### Exercise goal
Would you please give all the lines below again, exactly as they stand?

### Data listing
==================================================

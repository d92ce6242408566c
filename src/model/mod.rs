//! # Site Configuration Record
//!
//! The typed record handed to the static-site builder. Keys serialise in
//! camelCase so the output matches the builder's own configuration shape.
//!
//! Every part of the record implements
//! [`Validate`](crate::core::traits::Validate); the record is only handed out
//! by [`ConfigBuilder`](crate::core::config::ConfigBuilder) after its
//! copyright line has been resolved and every invariant holds.

use serde::{Deserialize, Serialize};

use crate::core::error::ConfigDiagnostics;
use crate::core::traits::Validate;
use crate::validate::{self, FieldPath};

/// Footer link groups and copyright line.
pub mod footer;
/// Localisation settings.
pub mod i18n;
/// Top navigation bar.
pub mod navbar;
/// Build-time plugin references.
pub mod plugin;
/// Broken-link policy.
pub mod policy;
/// Content pipeline presets.
pub mod preset;
/// Presentation settings.
pub mod theme;

pub use footer::{Footer, FooterGroup, FooterLink, FooterStyle, LinkTarget};
pub use i18n::I18nConfig;
pub use navbar::{Logo, NavItem, NavPosition, Navbar};
pub use plugin::PluginRef;
pub use policy::BrokenLinkPolicy;
pub use preset::{BlogOptions, DocsOptions, Preset, PresetOptions, ThemeOptions};
pub use theme::{PrismConfig, ThemeConfig};

/// The site configuration record.
#[derive(Debug, Clone, PartialEq, Eq, Serialize, Deserialize)]
#[serde(rename_all = "camelCase", deny_unknown_fields)]
pub struct SiteConfig {
    /// Site title, used in the page title and metadata.
    pub title: String,
    /// Short description shown on the landing page.
    #[serde(default)]
    pub tagline: String,
    /// Favicon path relative to the static directory.
    pub favicon: String,

    /// Canonical production origin, e.g. `https://example.github.io`.
    pub url: String,
    /// Path prefix the site is served under; starts and ends with `/`.
    #[serde(default = "default_base_url")]
    pub base_url: String,
    /// Owner of the deployment repository.
    pub organization_name: String,
    /// Name of the deployment repository.
    pub project_name: String,
    /// Whether generated URLs end with a slash.
    #[serde(default)]
    pub trailing_slash: bool,
    /// Branch the built site is pushed to.
    #[serde(default = "default_deployment_branch")]
    pub deployment_branch: String,

    /// Policy for broken internal links.
    #[serde(default)]
    pub on_broken_links: BrokenLinkPolicy,
    /// Policy for broken links inside markdown, independent of
    /// `on_broken_links`.
    #[serde(default = "default_markdown_link_policy")]
    pub on_broken_markdown_links: BrokenLinkPolicy,

    /// Localisation.
    #[serde(default)]
    pub i18n: I18nConfig,

    /// Content pipelines in load order.
    #[serde(default)]
    pub presets: Vec<Preset>,
    /// Presentation.
    #[serde(default)]
    pub theme_config: ThemeConfig,
    /// Extension modules in load order.
    #[serde(default)]
    pub plugins: Vec<PluginRef>,
}

impl SiteConfig {
    /// Iterates over every navbar item and footer link label, in display
    /// order.
    pub fn labels(&self) -> impl Iterator<Item = &str> {
        let nav = self.theme_config.navbar.items.iter().map(NavItem::label);
        let footer = self
            .theme_config
            .footer
            .links
            .iter()
            .flat_map(|group| group.items.iter())
            .map(|link| link.label.as_str());
        nav.chain(footer)
    }
}

impl Validate for SiteConfig {
    fn validate(&self, path: &FieldPath, diag: &mut ConfigDiagnostics) {
        let _ = validate::non_empty(diag, &path.key("title"), &self.title);
        validate::relative_path(diag, &path.key("favicon"), &self.favicon);

        validate::site_url(diag, &path.key("url"), &self.url);
        validate::base_url(diag, &path.key("baseUrl"), &self.base_url);
        validate::token(
            diag,
            &path.key("organizationName"),
            &self.organization_name,
        );
        validate::token(diag, &path.key("projectName"), &self.project_name);
        validate::token(
            diag,
            &path.key("deploymentBranch"),
            &self.deployment_branch,
        );

        self.i18n.validate(&path.key("i18n"), diag);
        self.presets.validate(&path.key("presets"), diag);
        self.theme_config.validate(&path.key("themeConfig"), diag);
        self.plugins.validate(&path.key("plugins"), diag);
    }
}

fn default_base_url() -> String {
    "/".to_string()
}

fn default_deployment_branch() -> String {
    "gh-pages".to_string()
}

fn default_markdown_link_policy() -> BrokenLinkPolicy {
    BrokenLinkPolicy::Warn
}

==================================================

### Task solution
repository d92ce6242408566c
filename src/model/mod.rs
//! # Site Configuration Record
//!
//! The typed record handed to the static-site builder. Keys serialise in
//! camelCase so the output matches the builder's own configuration shape.
//!
//! Every part of the record implements
//! [`Validate`](crate::core::traits::Validate); the record is only handed out
//! by [`ConfigBuilder`](crate::core::config::ConfigBuilder) after its
//! copyright line has been resolved and every invariant holds.

use serde::{Deserialize, Serialize};

use crate::core::error::ConfigDiagnostics;
use crate::core::traits::Validate;
use crate::validate::{self, FieldPath};

/// Footer link groups and copyright line.
pub mod footer;
/// Localisation settings.
pub mod i18n;
/// Top navigation bar.
pub mod navbar;
/// Build-time plugin references.
pub mod plugin;
/// Broken-link policy.
pub mod policy;
/// Content pipeline presets.
pub mod preset;
/// Presentation settings.
pub mod theme;

pub use footer::{Footer, FooterGroup, FooterLink, FooterStyle, LinkTarget};
pub use i18n::I18nConfig;
pub use navbar::{Logo, NavItem, NavPosition, Navbar};
pub use plugin::PluginRef;
pub use policy::BrokenLinkPolicy;
pub use preset::{BlogOptions, DocsOptions, Preset, PresetOptions, ThemeOptions};
pub use theme::{PrismConfig, ThemeConfig};

/// The site configuration record.
#[derive(Debug, Clone, PartialEq, Eq, Serialize, Deserialize)]
#[serde(rename_all = "camelCase", deny_unknown_fields)]
pub struct SiteConfig {
    /// Site title, used in the page title and metadata.
    pub title: String,
    /// Short description shown on the landing page.
    #[serde(default)]
    pub tagline: String,
    /// Favicon path relative to the static directory.
    pub favicon: String,

    /// Canonical production origin, e.g. `https://example.github.io`.
    pub url: String,
    /// Path prefix the site is served under; starts and ends with `/`.
    #[serde(default = "default_base_url")]
    pub base_url: String,
    /// Owner of the deployment repository.
    pub organization_name: String,
    /// Name of the deployment repository.
    pub project_name: String,
    /// Whether generated URLs end with a slash.
    #[serde(default)]
    pub trailing_slash: bool,
    /// Branch the built site is pushed to.
    #[serde(default = "default_deployment_branch")]
    pub deployment_branch: String,

    /// Policy for broken internal links.
    #[serde(default)]
    pub on_broken_links: BrokenLinkPolicy,
    /// Policy for broken links inside markdown, independent of
    /// `on_broken_links`.
    #[serde(default = "default_markdown_link_policy")]
    pub on_broken_markdown_links: BrokenLinkPolicy,

    /// Localisation.
    #[serde(default)]
    pub i18n: I18nConfig,

    /// Content pipelines in load order.
    #[serde(default)]
    pub presets: Vec<Preset>,
    /// Presentation.
    #[serde(default)]
    pub theme_config: ThemeConfig,
    /// Extension modules in load order.
    #[serde(default)]
    pub plugins: Vec<PluginRef>,
}

impl SiteConfig {
    /// Iterates over every navbar item and footer link label, in display
    /// order.
    pub fn labels(&self) -> impl Iterator<Item = &str> {
        let nav = self.theme_config.navbar.items.iter().map(NavItem::label);
        let footer = self
            .theme_config
            .footer
            .links
            .iter()
            .flat_map(|group| group.items.iter())
            .map(|link| link.label.as_str());
        nav.chain(footer)
    }
}

impl Validate for SiteConfig {
    fn validate(&self, path: &FieldPath, diag: &mut ConfigDiagnostics) {
        let _ = validate::non_empty(diag, &path.key("title"), &self.title);
        validate::relative_path(diag, &path.key("favicon"), &self.favicon);

        validate::site_url(diag, &path.key("url"), &self.url);
        validate::base_url(diag, &path.key("baseUrl"), &self.base_url);
        validate::token(
            diag,
            &path.key("organizationName"),
            &self.organization_name,
        );
        validate::token(diag, &path.key("projectName"), &self.project_name);
        validate::token(
            diag,
            &path.key("deploymentBranch"),
            &self.deployment_branch,
        );

        self.i18n.validate(&path.key("i18n"), diag);
        self.presets.validate(&path.key("presets"), diag);
        self.theme_config.validate(&path.key("themeConfig"), diag);
        self.plugins.validate(&path.key("plugins"), diag);
    }
}

fn default_base_url() -> String {
    "/".to_string()
}

fn default_deployment_branch() -> String {
    "gh-pages".to_string()
}

fn default_markdown_link_policy() -> BrokenLinkPolicy {
    BrokenLinkPolicy::Warn
}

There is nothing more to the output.